Sridhama Mayapur, West Bengal
6 March 2003
In January's In2-MeC I mentioned a piece of magazine fiction published
in Harper's in 1951. It was titled "Grandma and the Hindu Monk"
and written by Seymour Freedgood. I keep a photocopy in my Mayapur library.
Here are some quotations.
I still remember the shock I had when I first saw him. He couldn't
have been four foot six. He had an ingenuous smile and protruding,
fan-shaped teeth. Around his head was wrapped a turban, upon which a series of Sanskrit prayers had been scrawled in red and yellow
crayons. A similar cloth hung around his shoulders. Beneath it was
a gray undervest which did not entirely hide a woolen sweater and the
tops of some brown underwear. And below all of this a white cotton
skirt dropped clear to his feet.
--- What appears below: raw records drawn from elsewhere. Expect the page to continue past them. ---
//! # Write Queue
//!
//! Single-flight serialization of all sink access.
//!
//! Every telemetry write and every sink acquisition or rotation passes
//! through one unbounded channel with exactly one consumer task, which owns
//! the sink factory and the active handle. Tasks therefore run strictly in
//! submission order and rotation decisions always see a consistent byte
//! count; two pollers emitting near-simultaneously can never both write
//! past the cap or race the next sequence number.
//!
//! The channel is unbounded on purpose: a source emitting faster than the
//! sink can absorb grows the queue rather than dropping events.

use tokio::sync::{mpsc, oneshot};
use tracing::{debug, error, info};

use crate::error::Result;
use crate::telemetry::TelemetryEvent;

use super::sink::{needs_rotation, SinkConfig, SinkFactory, SinkHandle};

/// Work accepted by the write queue
pub enum WriteCommand {
    /// Persist one telemetry event
    Record(TelemetryEvent),
    /// Resolve and close the active sink, acknowledge, then stop
    Drain(oneshot::Sender<Result<DrainOutcome>>),
}

/// What the final drain found
#[derive(Debug, Clone, Copy, PartialEq, Eq)]
pub enum DrainOutcome {
    /// The active sink was stdout; nothing to close
    Stdout,
    /// The active file sink was flushed and closed
    FileClosed,
}

/// Sending half handed to the monitor driver and shutdown coordinator
pub type WriteSender = mpsc::UnboundedSender<WriteCommand>;

/// The queue consumer: owns the sink and processes commands in order
pub struct WriteQueue {
    receiver: mpsc::UnboundedReceiver<WriteCommand>,
    factory: SinkFactory,
    active: Option<SinkHandle>,
}

impl WriteQueue {
    /// Create the queue and its sending half
    pub fn channel(config: SinkConfig) -> (WriteSender, Self) {
        let (sender, receiver) = mpsc::unbounded_channel();
        let queue = Self {
            receiver,
            factory: SinkFactory::new(config),
            active: None,
        };
        (sender, queue)
    }

    /// Process commands until drained or all senders are gone
    ///
    /// A record that fails to write is logged and does not stop the queue;
    /// subsequent commands still run.
    pub async fn run(mut self) {
        while let Some(command) = self.receiver.recv().await {
            match command {
                WriteCommand::Record(event) => {
                    if let Err(e) = self.write_event(&event).await {
                        error!("Failed to write telemetry record: {}", e);
                    }
                }
                WriteCommand::Drain(reply) => {
                    let outcome = self.finish().await;
                    let _ = reply.send(outcome);
                    break;
                }
            }
        }

        // All senders dropped without a drain: still close what we hold
        if let Some(sink) = self.active.take() {
            if let Err(e) = sink.close().await {
                error!("Failed to close output sink: {}", e);
            }
        }

        debug!("Write queue stopped");
    }

    /// Serialize and persist one event through the current sink
    async fn write_event(&mut self, event: &TelemetryEvent) -> Result<()> {
        let line = event.to_json_line()?;
        let sink = self.resolve_sink().await?;
        sink.write_all(&line).await?;
        Ok(())
    }

    /// Return the active sink, creating or rotating it first if needed
    ///
    /// The rotation check runs before the write, so a file can overshoot
    /// the cap by at most one record.
    async fn resolve_sink(&mut self) -> Result<&mut SinkHandle> {
        let cap = self.factory.max_file_size();
        let stdout_mode = self.factory.is_stdout_mode();

        let sink = match self.active.take() {
            // Rotation and the cap never apply to stdout
            Some(sink) if stdout_mode || !needs_rotation(Some(&sink), cap) => sink,
            Some(previous) => {
                info!("Out file size exceeded {}KB - rotating...", cap / 1024);
                previous.close().await?;
                self.factory.acquire().await?
            }
            None => self.factory.acquire().await?,
        };

        Ok(self.active.insert(sink))
    }

    /// Final drain task: resolve the current sink and close it
    ///
    /// Runs only after every previously queued write completed (FIFO), so
    /// the resolved handle is the post-drain sink. Mirrors the normal
    /// resolve path, so a drain with no prior writes still creates the
    /// trip's first (empty) file.
    async fn finish(&mut self) -> Result<DrainOutcome> {
        self.resolve_sink().await?;

        match self.active.take() {
            Some(sink) if sink.is_stdout() => Ok(DrainOutcome::Stdout),
            Some(sink) => {
                sink.close().await?;
                Ok(DrainOutcome::FileClosed)
            }
            // resolve_sink always leaves an active sink behind
            None => Ok(DrainOutcome::Stdout),
        }
    }
}

#[cfg(test)]
mod tests {
    use super::*;
    use std::path::{Path, PathBuf};

    use chrono::TimeZone;
    use tempfile::tempdir;

    use crate::telemetry::TelemetryValue;

    fn event(n: u32) -> TelemetryEvent {
        TelemetryEvent {
            ts: chrono::Utc.with_ymd_and_hms(2024, 6, 1, 12, 0, 0).unwrap(),
            pid: "0C".into(),
            name: "Engine RPM".into(),
            value: TelemetryValue::Number(f64::from(n)),
            unit: Some("rpm".into()),
        }
    }

    async fn drain(sender: &WriteSender) -> DrainOutcome {
        let (tx, rx) = oneshot::channel();
        sender.send(WriteCommand::Drain(tx)).unwrap();
        rx.await.unwrap().unwrap()
    }

    /// The single trip directory created under `base`
    fn trip_dir(base: &Path) -> PathBuf {
        let date = std::fs::read_dir(base).unwrap().next().unwrap().unwrap();
        let trip = std::fs::read_dir(date.path()).unwrap().next().unwrap().unwrap();
        trip.path()
    }

    fn sorted_files(dir: &Path) -> Vec<String> {
        let mut names: Vec<String> = std::fs::read_dir(dir)
            .unwrap()
            .map(|e| e.unwrap().file_name().to_string_lossy().into_owned())
            .collect();
        names.sort_by_key(|n| n.split('.').next().unwrap().parse::<u64>().unwrap());
        names
    }

    #[tokio::test]
    async fn test_records_land_in_submission_order() {
        let dir = tempdir().unwrap();
        let (sender, queue) = WriteQueue::channel(SinkConfig::new(Some(dir.path().into()), false));
        let task = tokio::spawn(queue.run());

        for n in 0..20 {
            sender.send(WriteCommand::Record(event(n))).unwrap();
        }
        assert_eq!(drain(&sender).await, DrainOutcome::FileClosed);
        task.await.unwrap();

        let trip = trip_dir(dir.path());
        let contents = std::fs::read_to_string(trip.join("0.json")).unwrap();
        let values: Vec<f64> = contents
            .lines()
            .map(|line| {
                let parsed: serde_json::Value = serde_json::from_str(line).unwrap();
                parsed["value"].as_f64().unwrap()
            })
            .collect();

        let expected: Vec<f64> = (0..20).map(f64::from).collect();
        assert_eq!(values, expected, "FIFO order must be preserved on disk");
    }

    #[tokio::test]
    async fn test_rotation_happens_on_pre_write_check() {
        let dir = tempdir().unwrap();

        // Cap sized so exactly two records fit before the pre-write check
        // trips: first write sees 0 bytes, second sees one record (< cap),
        // third sees two records (>= cap) and rotates
        let record_len = event(0).to_json_line().unwrap().len() as u64;
        let mut config = SinkConfig::new(Some(dir.path().into()), false);
        config.max_file_size = record_len + 1;

        let (sender, queue) = WriteQueue::channel(config);
        let task = tokio::spawn(queue.run());

        for n in 0..3 {
            sender.send(WriteCommand::Record(event(n))).unwrap();
        }
        drain(&sender).await;
        task.await.unwrap();

        let trip = trip_dir(dir.path());
        assert_eq!(sorted_files(&trip), vec!["0.json", "1.json"]);

        let first = std::fs::read_to_string(trip.join("0.json")).unwrap();
        let second = std::fs::read_to_string(trip.join("1.json")).unwrap();
        assert_eq!(first.lines().count(), 2, "Cap overshoot is at most one record");
        assert_eq!(second.lines().count(), 1);
    }

    #[tokio::test]
    async fn test_drain_without_writes_creates_empty_first_file() {
        let dir = tempdir().unwrap();
        let (sender, queue) = WriteQueue::channel(SinkConfig::new(Some(dir.path().into()), false));
        let task = tokio::spawn(queue.run());

        assert_eq!(drain(&sender).await, DrainOutcome::FileClosed);
        task.await.unwrap();

        let trip = trip_dir(dir.path());
        assert_eq!(sorted_files(&trip), vec!["0.json"]);
        assert_eq!(std::fs::metadata(trip.join("0.json")).unwrap().len(), 0);
    }

    #[tokio::test]
    async fn test_drain_in_stdout_mode_reports_stdout() {
        let (sender, queue) = WriteQueue::channel(SinkConfig::new(None, false));
        let task = tokio::spawn(queue.run());

        sender.send(WriteCommand::Record(event(1))).unwrap();
        assert_eq!(drain(&sender).await, DrainOutcome::Stdout);
        task.await.unwrap();
    }

    #[tokio::test]
    async fn test_pending_record_is_written_before_drain_completes() {
        let dir = tempdir().unwrap();
        let (sender, queue) = WriteQueue::channel(SinkConfig::new(Some(dir.path().into()), false));
        let task = tokio::spawn(queue.run());

        // Enqueue a record and immediately the drain behind it; FIFO means
        // the record must be on disk when the drain acknowledges
        sender.send(WriteCommand::Record(event(7))).unwrap();
        assert_eq!(drain(&sender).await, DrainOutcome::FileClosed);
        task.await.unwrap();

        let trip = trip_dir(dir.path());
        let contents = std::fs::read_to_string(trip.join("0.json")).unwrap();
        assert_eq!(contents.lines().count(), 1);
        assert!(contents.contains("\"value\":7.0"));
    }

    #[tokio::test]
    async fn test_gzip_rotation_keeps_zip_extension() {
        let dir = tempdir().unwrap();
        let (sender, queue) = WriteQueue::channel(SinkConfig::new(Some(dir.path().into()), true));
        let task = tokio::spawn(queue.run());

        sender.send(WriteCommand::Record(event(3))).unwrap();
        assert_eq!(drain(&sender).await, DrainOutcome::FileClosed);
        task.await.unwrap();

        let trip = trip_dir(dir.path());
        assert_eq!(sorted_files(&trip), vec!["0.json.zip"]);

        let raw = std::fs::read(trip.join("0.json.zip")).unwrap();
        assert_eq!(&raw[..2], &[0x1f, 0x8b], "Missing gzip magic bytes");
    }
}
These, mercifully, were not naked:
instead he had shod them in a pair of blue tennis shoes. Taken
together, this outfit was his version of khaddar--Indian homespun--for adoption in northern climates. The sneakers he wore for religious
reasons: any other footwear is of leather, which would be in violation
of sacred cows. I don't know why they were blue. He also had
a string of wooden prayer beads wrapped around his neck.
. . .
"I am Mahanan Brata Brahmacari," he told them, in the meanwhile ordering
the taxi driver to deposit his luggage on the veranda, "a Hindu mendicant
from the Sri Angan Monastery, Faridpur, East Bengal. Your son has invited
me to stay with you for the summer. Ay, Saymour," he said, noticing me for
the first time in the crowd that by now had gathered around the taxi,
"there you are. Delighted to see you. Please pay this man. "
. . .
In the background Josey hovered, concerned about his
meals. These, it appeared, must consist entirely of vegetables. No eggs,
no fish, no meat. "Not even eggs?" asked my mother. "Can Josey fix you a
salad for lunch?" He agreed that a salad would be splendid and the two
women bustled off, full of plans. It was apparent that he would have to do
all the cooking himself.
. . .
My brothers and I got on with his luggage. This consisted,
in addition to three tin suitcases, of a box full of philosophy books, and
a potted plant, securely wrapped in brown paper, which he asked me to
unbind and set in a window seat. . . Brahmacari explained, waggling his
finger at us from where he sat in the middle of the couch, that it was a
Tulasi plant, a bush sacred to the Hindus for a reason I now forgot. His
abbot had given it to him when he first left India. He never travelled
without it.
. . .
It's my impression that Brahmacari was comparing the
attitudes toward God and salvation that obtained in his Hindu monastery
with those of the Hasidic Jews. His order was devoted to Lord Krishna, he
told Mr. Isaacs. This meant it was opposed to Brahmanic formalism and put
its stress on music and dancing and ecstatic union with God. As among the
Hasidim there is a preference for the Psalms of David over the priestcraft
and legalisms of the Mosaic testaments, so among the members of his order
less attention was paid to the Vedic writings than to the Bhagavad-gita,
a song by the same Lord Krishna in praise of Himself.
. . .
He had again stripped down to his loincloth, his turban and
the holy beads, and wih his long brown fingers he was tapping on the two-headed
drum. Bolt upright in front of Grandma and with a slight smile on his lips
he weaved the upper half of his body and his tapped. "Hari Krishna,"
the monk hummed.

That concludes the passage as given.